//! Declaration parsing, value resolution and style mapping through the
//! public API.

use proptest::prelude::*;

use runweave::style::parse::{
    resolve_border, resolve_box_shorthand, resolve_color, resolve_font_family,
    resolve_font_size, resolve_font_weight, resolve_length, resolve_line_height,
    resolve_text_align, resolve_text_decoration,
};
use runweave::style::{
    Color, ContainerStyle, HorizontalAlign, StyleDeclarationSet, TagStyleTable, TextAlign,
    TypographicStyle,
};

fn text_style(css: &str) -> TypographicStyle {
    TypographicStyle::default().with_declarations(&StyleDeclarationSet::parse(css))
}

fn container_style(css: &str) -> ContainerStyle {
    ContainerStyle::default().with_declarations(&StyleDeclarationSet::parse(css))
}

#[test]
fn test_declarations_keep_functions_whole() {
    let decls = StyleDeclarationSet::parse("color: red; background: rgb(0,0,0)");
    let pairs: Vec<_> = decls.iter().collect();
    assert_eq!(pairs, vec![("color", "red"), ("background", "rgb(0,0,0)")]);

    let decls = StyleDeclarationSet::parse("a: rgb(1,2,3); b: 4");
    assert_eq!(decls.len(), 2);
    assert_eq!(decls.get("a"), Some("rgb(1,2,3)"));
    assert_eq!(decls.get("b"), Some("4"));
}

#[test]
fn test_unbalanced_parens_run_to_end() {
    let decls = StyleDeclarationSet::parse("a: f(1; b: 2");
    assert_eq!(decls.len(), 1);
    assert_eq!(decls.get("a"), Some("f(1; b: 2"));
}

#[test]
fn test_malformed_declarations_dropped() {
    let decls = StyleDeclarationSet::parse("nocolon; : x; y: ; COLOR : Blue ;");
    let pairs: Vec<_> = decls.iter().collect();
    assert_eq!(pairs, vec![("color", "Blue")]);
    assert!(StyleDeclarationSet::parse("   ").is_empty());
}

#[test]
fn test_duplicate_keeps_first_position() {
    let decls = StyleDeclarationSet::parse("color: red; font-size: 9pt; color: blue");
    let pairs: Vec<_> = decls.iter().collect();
    assert_eq!(pairs, vec![("color", "blue"), ("font-size", "9pt")]);
}

#[test]
fn test_color_resolution() {
    assert_eq!(resolve_color("rgb(255,0,0)"), Some(Color::rgb(255, 0, 0)));
    assert_eq!(resolve_color("RED").map(|c| c.as_str().to_string()), Some("#FF0000".into()));
    assert_eq!(resolve_color("#abc").map(|c| c.as_str().to_string()), Some("#abc".into()));
    assert_eq!(resolve_color("notacolor"), None);
}

#[test]
fn test_length_resolution() {
    for value in ["12px", "12pt", "12", " 12PX "] {
        assert_eq!(resolve_length(value), Some(12.0), "{value}");
    }
    for value in ["12%", "12em", "", "auto", "12 px 3"] {
        assert_eq!(resolve_length(value), None, "{value}");
    }
}

#[test]
fn test_font_resolvers() {
    assert_eq!(resolve_font_size("x-large"), Some(24.0));
    assert_eq!(resolve_font_size("smaller"), Some(-2.0));
    assert_eq!(resolve_line_height("1.5"), Some(1.5));
    assert!(resolve_font_weight("700").unwrap().is_bold());
    assert!(!resolve_font_weight("normal").unwrap().is_bold());
    assert_eq!(
        resolve_font_family("'Fira Code', monospace").as_deref(),
        Some("Fira Code")
    );
}

#[test]
fn test_keyword_and_shorthand_resolvers() {
    assert_eq!(resolve_text_align("CENTER"), Some(TextAlign::Center));
    assert_eq!(resolve_text_align("middle"), None);

    let decoration = resolve_text_decoration("underline line-through").unwrap();
    assert!(decoration.underline && decoration.line_through);

    let insets = resolve_box_shorthand("1px 2px").unwrap();
    assert_eq!(
        (insets.top, insets.right, insets.bottom, insets.left),
        (1.0, 2.0, 1.0, 2.0)
    );

    let border = resolve_border("2px solid #123456").unwrap();
    assert_eq!(border.width, Some(2.0));
    assert_eq!(border.color, Some(Color::hex_literal("#123456")));
}

#[test]
fn test_weight_threshold() {
    assert!(text_style("font-weight: 700").bold);
    assert!(text_style("font-weight: bold").bold);
    assert!(!text_style("font-weight: 400").bold);
    assert!(!text_style("font-weight: normal").bold);
}

#[test]
fn test_text_mapper_ignores_unknown_and_unresolved() {
    let style = text_style("color: nope; frobnicate: 3; font-size: big; font-style: italic");
    assert_eq!(style.color, None);
    assert_eq!(style.font_size, None);
    assert!(style.italic);
}

#[test]
fn test_text_mapper_never_clears() {
    let base = text_style("font-weight: bold; color: red");
    let style = base.with_declarations(&StyleDeclarationSet::parse("font-weight: normal"));
    assert!(style.bold);
    assert_eq!(style.color, Some(Color::rgb(255, 0, 0)));
}

#[test]
fn test_container_mapper() {
    let style = container_style(
        "text-align: right; padding: 1pt 2pt 3pt 4pt; margin-top: 9px; width: 100; \
         max-height: 50pt; background-color: #fff; border-width: thick",
    );
    assert_eq!(style.align, HorizontalAlign::End);
    assert_eq!(
        (style.padding_top, style.padding_right, style.padding_bottom, style.padding_left),
        (9.0, 2.0, 3.0, 4.0)
    );
    assert_eq!(style.size.width, Some(100.0));
    assert_eq!(style.size.max_height, Some(50.0));
    assert_eq!(style.background, Some(Color::hex_literal("#fff")));
    assert_eq!(style.border_width, Some(5.0));
}

#[test]
fn test_container_mapper_empty_is_identity() {
    let base = container_style("padding-left: 3px; text-align: center");
    let same = base.with_declarations(&StyleDeclarationSet::default());
    assert_eq!(same, base);
}

#[test]
fn test_tag_table_from_css() {
    let table = TagStyleTable::parse_css(
        "h1, H2 { font-weight: bold; font-size: 20pt } .cls { color: red } code { font-family: monospace }",
    );
    assert!(table.style_for("h2").bold);
    assert_eq!(table.style_for("H1").font_size, Some(20.0));
    assert_eq!(table.style_for("code").font_family.as_deref(), Some("monospace"));
    assert!(table.style_for("blink").is_default());
    assert_eq!(table.len(), 3);
}

proptest! {
    #[test]
    fn prop_declaration_parse_is_total(input in any::<String>()) {
        let decls = StyleDeclarationSet::parse(&input);
        for (property, value) in decls.iter() {
            prop_assert!(!property.is_empty());
            prop_assert!(!value.is_empty());
            prop_assert_eq!(property.to_ascii_lowercase(), property);
        }
    }

    #[test]
    fn prop_resolvers_are_total(input in any::<String>()) {
        let _ = resolve_length(&input);
        let _ = resolve_color(&input);
        let _ = resolve_font_size(&input);
        let _ = resolve_font_weight(&input);
        let _ = resolve_font_family(&input);
        let _ = resolve_text_align(&input);
        let _ = resolve_box_shorthand(&input);
        let _ = resolve_border(&input);
    }

    #[test]
    fn prop_mappers_are_total(input in "[a-z: ;()#0-9.,-]{0,64}") {
        let decls = StyleDeclarationSet::parse(&input);
        let _ = TypographicStyle::default().with_declarations(&decls);
        let _ = ContainerStyle::default().with_declarations(&decls);
    }

    #[test]
    fn prop_px_and_pt_agree(n in 0u16..10_000) {
        prop_assert_eq!(resolve_length(&format!("{n}px")), Some(f32::from(n)));
        prop_assert_eq!(resolve_length(&format!("{n}pt")), Some(f32::from(n)));
    }

    #[test]
    fn prop_rgb_is_uppercase_hex(r in any::<u8>(), g in any::<u8>(), b in any::<u8>()) {
        let color = resolve_color(&format!("rgb({r}, {g}, {b})")).unwrap();
        prop_assert_eq!(color.as_str(), format!("#{r:02X}{g:02X}{b:02X}"));
    }
}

_ _ _ _ _

> **Work item**
Repeat the records, every one of them, without any deviation.

> **Output below**
//! Declaration parsing, value resolution and style mapping through the
//! public API.

use proptest::prelude::*;

use runweave::style::parse::{
    resolve_border, resolve_box_shorthand, resolve_color, resolve_font_family,
    resolve_font_size, resolve_font_weight, resolve_length, resolve_line_height,
    resolve_text_align, resolve_text_decoration,
};
use runweave::style::{
    Color, ContainerStyle, HorizontalAlign, StyleDeclarationSet, TagStyleTable, TextAlign,
    TypographicStyle,
};

fn text_style(css: &str) -> TypographicStyle {
    TypographicStyle::default().with_declarations(&StyleDeclarationSet::parse(css))
}

fn container_style(css: &str) -> ContainerStyle {
    ContainerStyle::default().with_declarations(&StyleDeclarationSet::parse(css))
}

#[test]
fn test_declarations_keep_functions_whole() {
    let decls = StyleDeclarationSet::parse("color: red; background: rgb(0,0,0)");
    let pairs: Vec<_> = decls.iter().collect();
    assert_eq!(pairs, vec![("color", "red"), ("background", "rgb(0,0,0)")]);

    let decls = StyleDeclarationSet::parse("a: rgb(1,2,3); b: 4");
    assert_eq!(decls.len(), 2);
    assert_eq!(decls.get("a"), Some("rgb(1,2,3)"));
    assert_eq!(decls.get("b"), Some("4"));
}

#[test]
fn test_unbalanced_parens_run_to_end() {
    let decls = StyleDeclarationSet::parse("a: f(1; b: 2");
    assert_eq!(decls.len(), 1);
    assert_eq!(decls.get("a"), Some("f(1; b: 2"));
}

#[test]
fn test_malformed_declarations_dropped() {
    let decls = StyleDeclarationSet::parse("nocolon; : x; y: ; COLOR : Blue ;");
    let pairs: Vec<_> = decls.iter().collect();
    assert_eq!(pairs, vec![("color", "Blue")]);
    assert!(StyleDeclarationSet::parse("   ").is_empty());
}

#[test]
fn test_duplicate_keeps_first_position() {
    let decls = StyleDeclarationSet::parse("color: red; font-size: 9pt; color: blue");
    let pairs: Vec<_> = decls.iter().collect();
    assert_eq!(pairs, vec![("color", "blue"), ("font-size", "9pt")]);
}

#[test]
fn test_color_resolution() {
    assert_eq!(resolve_color("rgb(255,0,0)"), Some(Color::rgb(255, 0, 0)));
    assert_eq!(resolve_color("RED").map(|c| c.as_str().to_string()), Some("#FF0000".into()));
    assert_eq!(resolve_color("#abc").map(|c| c.as_str().to_string()), Some("#abc".into()));
    assert_eq!(resolve_color("notacolor"), None);
}

#[test]
fn test_length_resolution() {
    for value in ["12px", "12pt", "12", " 12PX "] {
        assert_eq!(resolve_length(value), Some(12.0), "{value}");
    }
    for value in ["12%", "12em", "", "auto", "12 px 3"] {
        assert_eq!(resolve_length(value), None, "{value}");
    }
}

#[test]
fn test_font_resolvers() {
    assert_eq!(resolve_font_size("x-large"), Some(24.0));
    assert_eq!(resolve_font_size("smaller"), Some(-2.0));
    assert_eq!(resolve_line_height("1.5"), Some(1.5));
    assert!(resolve_font_weight("700").unwrap().is_bold());
    assert!(!resolve_font_weight("normal").unwrap().is_bold());
    assert_eq!(
        resolve_font_family("'Fira Code', monospace").as_deref(),
        Some("Fira Code")
    );
}

#[test]
fn test_keyword_and_shorthand_resolvers() {
    assert_eq!(resolve_text_align("CENTER"), Some(TextAlign::Center));
    assert_eq!(resolve_text_align("middle"), None);

    let decoration = resolve_text_decoration("underline line-through").unwrap();
    assert!(decoration.underline && decoration.line_through);

    let insets = resolve_box_shorthand("1px 2px").unwrap();
    assert_eq!(
        (insets.top, insets.right, insets.bottom, insets.left),
        (1.0, 2.0, 1.0, 2.0)
    );

    let border = resolve_border("2px solid #123456").unwrap();
    assert_eq!(border.width, Some(2.0));
    assert_eq!(border.color, Some(Color::hex_literal("#123456")));
}

#[test]
fn test_weight_threshold() {
    assert!(text_style("font-weight: 700").bold);
    assert!(text_style("font-weight: bold").bold);
    assert!(!text_style("font-weight: 400").bold);
    assert!(!text_style("font-weight: normal").bold);
}

#[test]
fn test_text_mapper_ignores_unknown_and_unresolved() {
    let style = text_style("color: nope; frobnicate: 3; font-size: big; font-style: italic");
    assert_eq!(style.color, None);
    assert_eq!(style.font_size, None);
    assert!(style.italic);
}

#[test]
fn test_text_mapper_never_clears() {
    let base = text_style("font-weight: bold; color: red");
    let style = base.with_declarations(&StyleDeclarationSet::parse("font-weight: normal"));
    assert!(style.bold);
    assert_eq!(style.color, Some(Color::rgb(255, 0, 0)));
}

#[test]
fn test_container_mapper() {
    let style = container_style(
        "text-align: right; padding: 1pt 2pt 3pt 4pt; margin-top: 9px; width: 100; \
         max-height: 50pt; background-color: #fff; border-width: thick",
    );
    assert_eq!(style.align, HorizontalAlign::End);
    assert_eq!(
        (style.padding_top, style.padding_right, style.padding_bottom, style.padding_left),
        (9.0, 2.0, 3.0, 4.0)
    );
    assert_eq!(style.size.width, Some(100.0));
    assert_eq!(style.size.max_height, Some(50.0));
    assert_eq!(style.background, Some(Color::hex_literal("#fff")));
    assert_eq!(style.border_width, Some(5.0));
}

#[test]
fn test_container_mapper_empty_is_identity() {
    let base = container_style("padding-left: 3px; text-align: center");
    let same = base.with_declarations(&StyleDeclarationSet::default());
    assert_eq!(same, base);
}

#[test]
fn test_tag_table_from_css() {
    let table = TagStyleTable::parse_css(
        "h1, H2 { font-weight: bold; font-size: 20pt } .cls { color: red } code { font-family: monospace }",
    );
    assert!(table.style_for("h2").bold);
    assert_eq!(table.style_for("H1").font_size, Some(20.0));
    assert_eq!(table.style_for("code").font_family.as_deref(), Some("monospace"));
    assert!(table.style_for("blink").is_default());
    assert_eq!(table.len(), 3);
}

proptest! {
    #[test]
    fn prop_declaration_parse_is_total(input in any::<String>()) {
        let decls = StyleDeclarationSet::parse(&input);
        for (property, value) in decls.iter() {
            prop_assert!(!property.is_empty());
            prop_assert!(!value.is_empty());
            prop_assert_eq!(property.to_ascii_lowercase(), property);
        }
    }

    #[test]
    fn prop_resolvers_are_total(input in any::<String>()) {
        let _ = resolve_length(&input);
        let _ = resolve_color(&input);
        let _ = resolve_font_size(&input);
        let _ = resolve_font_weight(&input);
        let _ = resolve_font_family(&input);
        let _ = resolve_text_align(&input);
        let _ = resolve_box_shorthand(&input);
        let _ = resolve_border(&input);
    }

    #[test]
    fn prop_mappers_are_total(input in "[a-z: ;()#0-9.,-]{0,64}") {
        let decls = StyleDeclarationSet::parse(&input);
        let _ = TypographicStyle::default().with_declarations(&decls);
        let _ = ContainerStyle::default().with_declarations(&decls);
    }

    #[test]
    fn prop_px_and_pt_agree(n in 0u16..10_000) {
        prop_assert_eq!(resolve_length(&format!("{n}px")), Some(f32::from(n)));
        prop_assert_eq!(resolve_length(&format!("{n}pt")), Some(f32::from(n)));
    }

    #[test]
    fn prop_rgb_is_uppercase_hex(r in any::<u8>(), g in any::<u8>(), b in any::<u8>()) {
        let color = resolve_color(&format!("rgb({r}, {g}, {b})")).unwrap();
        prop_assert_eq!(color.as_str(), format!("#{r:02X}{g:02X}{b:02X}"));
    }
}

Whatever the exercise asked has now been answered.